Interpreter is a way to include language elements in a program

I’m not really aware of the Interpreter pattern being used in the .NET Framework libraries. But is valuable for building scripting parsers, but it has limited value to business type applications. This is a highly specialized design pattern.

Iterator Sequentially accesses the elements of a collection

Iterator in the .NET Framework is not only part of the .NET Framework libraries, it is baked into the language itself. The .NET libraries contain numerous classes that implement the IEnumerable and IEnumerator interfaces, such as, Array, ArrayList, AttributesCollection, BaseChannelObjectWithProperties, BaseCollection, BindingsContext, as well as the generic counterparts of these classes.

.NET 3.0 made iteration even more fun and powerful with LINQ (language integrated query) which is a query language built on top of the generic IEnumerable<T> and IEnumerator<T> iterator types.

The foreach (For Each in VB) language construct is an implementation of the Iterator pattern. In fact, LINQ is almost entirely designed around the Iterator pattern.

Mediator Defines simple communication between classes

Mediator in the .NET Framework is not used in the .NET Framework libraries.

Memento Capture and restore and object’s internal state

Memento in the .NET Framework Serialization is the process of converting an object into a linear sequence of bytes for either storage or transmission to another location.

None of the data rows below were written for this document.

impl Installer {
    pub fn new(
        store: EntryStore,
        downloader: Arc<dyn Downloader>,
        extractor: Arc<dyn PackageExtractor>,
    ) -> Self {
        Self {
            store,
            downloader,
            extractor,
            lock: LockOptions::default(),
            ttl: Duration::from_secs(168 * 3600),
            retries: 2,
            retry_delay: DEFAULT_RETRY_DELAY,
        }
    }

    /// Installer wired to the real collaborators as configured
    pub fn from_config(config: &Config) -> Self {
        let downloader = UreqDownloader::new(Duration::from_secs(config.network.timeout_secs));
        let extractor = NpmExtractor::new().with_registry(config.network.registry.clone());

        Self::new(
            EntryStore::new(ConfigManager::cache_root(config)),
            Arc::new(downloader),
            Arc::new(extractor),
        )
        .with_lock_options(ConfigManager::install_lock_options(config))
        .with_ttl(config.cache.ttl())
        .with_retries(config.network.retries, DEFAULT_RETRY_DELAY)
    }

    pub fn with_lock_options(mut self, lock: LockOptions) -> Self {
        self.lock = lock;
        self
    }

    pub fn with_ttl(mut self, ttl: Duration) -> Self {
        self.ttl = ttl;
        self
    }

    pub fn with_retries(mut self, retries: u32, delay: Duration) -> Self {
        self.retries = retries;
        self.retry_delay = delay;
        self
    }

    pub fn store(&self) -> &EntryStore {
        &self.store
    }

    pub fn lock_options(&self) -> &LockOptions {
        &self.lock
    }

    /// Download a single binary, or reuse the cached copy
    pub async fn install_binary(&self, request: &BinaryRequest) -> DlxResult<Installed> {
        validate_binary_name(&request.name)?;

        let key = cache_key(&binary_spec(&request.url, &request.name));
        let entry = self.store.entry(&key);
        let payload = Payload::File(entry.file_payload(&request.name));
        let expected = request.integrity.as_deref();

        self.ensure(&entry, &payload, request.force, expected, || {
            self.fetch_binary(&entry, &payload, request)
        })
        .await
    }

    /// Install a registry package, or reuse the cached install
    pub async fn install_package(&self, request: &PackageRequest) -> DlxResult<Installed> {
        let spec = &request.spec;
        let force = resolve_force(request.force, spec);
        if force && request.force.is_none() {
            debug!("{} is a version range, refreshing", spec);
        }

        let key = cache_key(&spec.cache_spec());
        let entry = self.store.entry(&key);
        let payload = Payload::Package(entry.package_root(&spec.name));
        let expected = request.integrity.as_deref();

        self.ensure(&entry, &payload, force, expected, || {
            self.fetch_package(&entry, request)
        })
        .await
    }

    /// The shared CheckFresh, AcquireLock, DoubleCheck skeleton
    async fn ensure<F, Fut>(
        &self,
        entry: &CacheEntry,
        payload: &Payload,
        force: bool,
        expected: Option<&str>,
        fetch: F,
    ) -> DlxResult<Installed>
    where
        F: FnOnce() -> Fut,
        Fut: Future<Output = DlxResult<EntryMetadata>>,
    {
        let started = now_ms();

        if !force {
            if let Some(meta) = self.reusable(entry, payload, expected, None).await {
                debug!("Cache hit for {}", entry.key());
                return Ok(installed(entry, payload, meta, false));
            }
        }

        self.store.ensure_root().await?;
        entry.ensure_dir().await?;

        with_lock(&entry.lock_path(), &self.lock, || async {
            // A forced request still accepts a publish that finished after it started
            let since = force.then_some(started);
            if let Some(meta) = self.reusable(entry, payload, expected, since).await {
                debug!("Entry {} published while waiting for the lock", entry.key());
                return Ok(installed(entry, payload, meta, false));
            }

            let meta = fetch().await?;
            Ok(installed(entry, payload, meta, true))
        })
        .await
    }

    /// Metadata of a published entry that may be served as-is
    async fn reusable(
        &self,
        entry: &CacheEntry,
        payload: &Payload,
        expected: Option<&str>,
        since: Option<i64>,
    ) -> Option<EntryMetadata> {
        let meta = entry.published(payload).await?;

        let current = match since {
            Some(since) => meta.timestamp.is_some_and(|ts| ts > since),
            None => meta.is_fresh(self.ttl),
        };
        if !current {
            return None;
        }

        if let Some(expected) = expected {
            if normalize_integrity(expected) != normalize_integrity(&meta.integrity) {
                debug!("Cached {} does not match the expected integrity", entry.key());
                return None;
            }
        }
        Some(meta)
    }

    async fn fetch_binary(
        &self,
        entry: &CacheEntry,
        payload: &Payload,
        request: &BinaryRequest,
    ) -> DlxResult<EntryMetadata> {
        let target = payload.path();
        let partial = entry.dir().join(format!("{}.download", request.name));

        info!("Downloading {}", request.url);
        let fetched = self
            .retry_transient(&request.url, || self.downloader.download(&request.url, &partial))
            .await;
        if let Err(e) = fetched {
            remove_file_if_exists(&partial).await;
            return Err(e);
        }

        // Until the rename succeeds, any failure leaves only the partial to clean up
        let published = async {
            let (actual, size) = file_digest(&partial)
                .await
                .map_err(|e| DlxError::io(format!("hashing {}", partial.display()), e))?;
            verify(&request.url, &partial, request.integrity.as_deref(), &actual)?;

            #[cfg(unix)]
            {
                use std::os::unix::fs::PermissionsExt;
                fs::set_permissions(&partial, std::fs::Permissions::from_mode(0o755))
                    .await
                    .map_err(|e| DlxError::classify_io(&partial, format!("chmod {}", partial.display()), e))?;
            }

            entry.remove_metadata().await?;
            fs::rename(&partial, target)
                .await
                .map_err(|e| DlxError::classify_io(target, format!("publishing {}", target.display()), e))?;
            Ok::<_, DlxError>((actual, size))
        }
        .await;
        let (actual, size) = match published {
            Ok(digest) => digest,
            Err(e) => {
                remove_file_if_exists(&partial).await;
                return Err(e);
            }
        };

        let meta = EntryMetadata::new(entry.key(), actual, size, Source::download(&request.url));
        entry.write_metadata(&meta).await?;
        info!("Cached {} as {}", request.url, entry.key());
        Ok(meta)
    }

    async fn fetch_package(&self, entry: &CacheEntry, request: &PackageRequest) -> DlxResult<EntryMetadata> {
        let staging = entry.dir().join(format!(".staging-{}", Uuid::new_v4()));
        fs::create_dir_all(&staging)
            .await
            .map_err(|e| DlxError::classify_io(&staging, format!("creating {}", staging.display()), e))?;

        let result = self.stage_and_publish(entry, request, &staging).await;
        if let Err(e) = fs::remove_dir_all(&staging).await {
            if e.kind() != ErrorKind::NotFound {
                warn!("Failed to remove staging directory {}: {}", staging.display(), e);
            }
        }
        result
    }

    async fn stage_and_publish(
        &self,
        entry: &CacheEntry,
        request: &PackageRequest,
        staging: &Path,
    ) -> DlxResult<EntryMetadata> {
        let spec = &request.spec;
        let install_arg = spec.install_arg();

        info!("Installing {}", install_arg);
        self.retry_transient(&install_arg, || self.extractor.extract(&install_arg, staging))
            .await?;

        let staged_modules = staging.join(MODULES_DIR);
        let staged_root = staged_modules.join(&spec.name);
        if !fs::try_exists(staged_root.join("package.json")).await.unwrap_or(false) {
            return Err(DlxError::ExtractFailed {
                spec: install_arg,
                reason: format!("no package.json at {}", staged_root.display()),
            });
        }

        let (actual, size) = Payload::Package(staged_root.clone())
            .integrity()
            .await
            .map_err(|e| DlxError::io(format!("hashing {}", staged_root.display()), e))?;
        verify(&install_arg, &staged_root, request.integrity.as_deref(), &actual)?;

        // Demote first so no reader pairs old metadata with the new tree
        entry.remove_metadata().await?;
        let modules = entry.modules_dir();
        match fs::remove_dir_all(&modules).await {
            Ok(()) => {}
            Err(e) if e.kind() == ErrorKind::NotFound => {}
            Err(e) => return Err(DlxError::classify_io(&modules, format!("removing {}", modules.display()), e)),
        }
        fs::rename(&staged_modules, &modules)
            .await
            .map_err(|e| DlxError::classify_io(&modules, format!("publishing {}", modules.display()), e))?;

        let meta = EntryMetadata::new(entry.key(), actual, size, Source::package(spec.cache_spec()));
        entry.write_metadata(&meta).await?;
        info!("Cached {} as {}", spec, entry.key());
        Ok(meta)
    }

    /// Retry transient network failures with exponential backoff
    async fn retry_transient<T, F, Fut>(&self, artifact: &str, mut op: F) -> DlxResult<T>
    where
        F: FnMut() -> Fut,
        Fut: Future<Output = DlxResult<T>>,
    {
        let mut attempt = 0u32;
        loop {
            match op().await {
                Err(e) if attempt < self.retries && e.is_retryable() => {
                    let delay = self.retry_delay.saturating_mul(1 << attempt.min(6));
                    attempt += 1;
                    warn!(
                        "Fetching {} failed ({}), retry {}/{} in {:?}",
                        artifact, e, attempt, self.retries, delay
                    );
                    tokio::time::sleep(delay).await;
                }
                result => return result,
            }
        }
    }
}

Deserialization is the process of taking in stored information and recreating objects from it. The Memento pattern creates a snapshot of an object’s state and then offers the ability to restore it to its original state.

This is what the serialization architecture of .NET offers and therefore qualifies as an example of Memento in the .NET Framework.

Observer A way of notifying change to a number of classes

Observer in the .NET Framework As mentioned, the .NET event model is implemented with the Observer design pattern and is found throughout the .NET Framework — both in the .NET languages and .NET class libraries.

.NET events and delegates are an implementation of the Observer pattern.

State Alter an object’s behavior when its state changes

State in the .NET Framework is not used in the .NET Framework it self.

The State Pattern, for example, is used when you have clearly defined state transitions, such as a Credit card application process that goes through a sequence of steps.

Strategy encapsulates an algorithm inside a class

An example of the Strategy pattern in .NET is the ArrayList which contains several overloaded Sort methods. These methods sort the elements in the list using a given class that implements the IComparer interface.

IComparer contains a Sort method that compares two objects and returns a value indicating whether one object is greater than, equal to, or less than the other object. Classes that implement the IComparer interface are implementations of the Strategy design pattern.

Template Method Defer the exact steps of an algorithm to a subclass

The Template Method is frequently used in the .NET Framework. It is through this pattern that .NET provides extensibility to the users of its API.

Take a look at custom controls in ASP.NET. Custom controls are created by inheriting from one of the control base classes (Control or WebControl). Also the Control class in the System.Windows.Forms namespace demonstrates usage of the Template Method.

These template methods allow the base class designer controlled extensibility by centralizing these methods as a single virtual method.

Microsoft suffixes these methods with the word “Core”.

Visitor defines a new operation to a class without change

The Visitor pattern is not used in the .NET Framework libraries.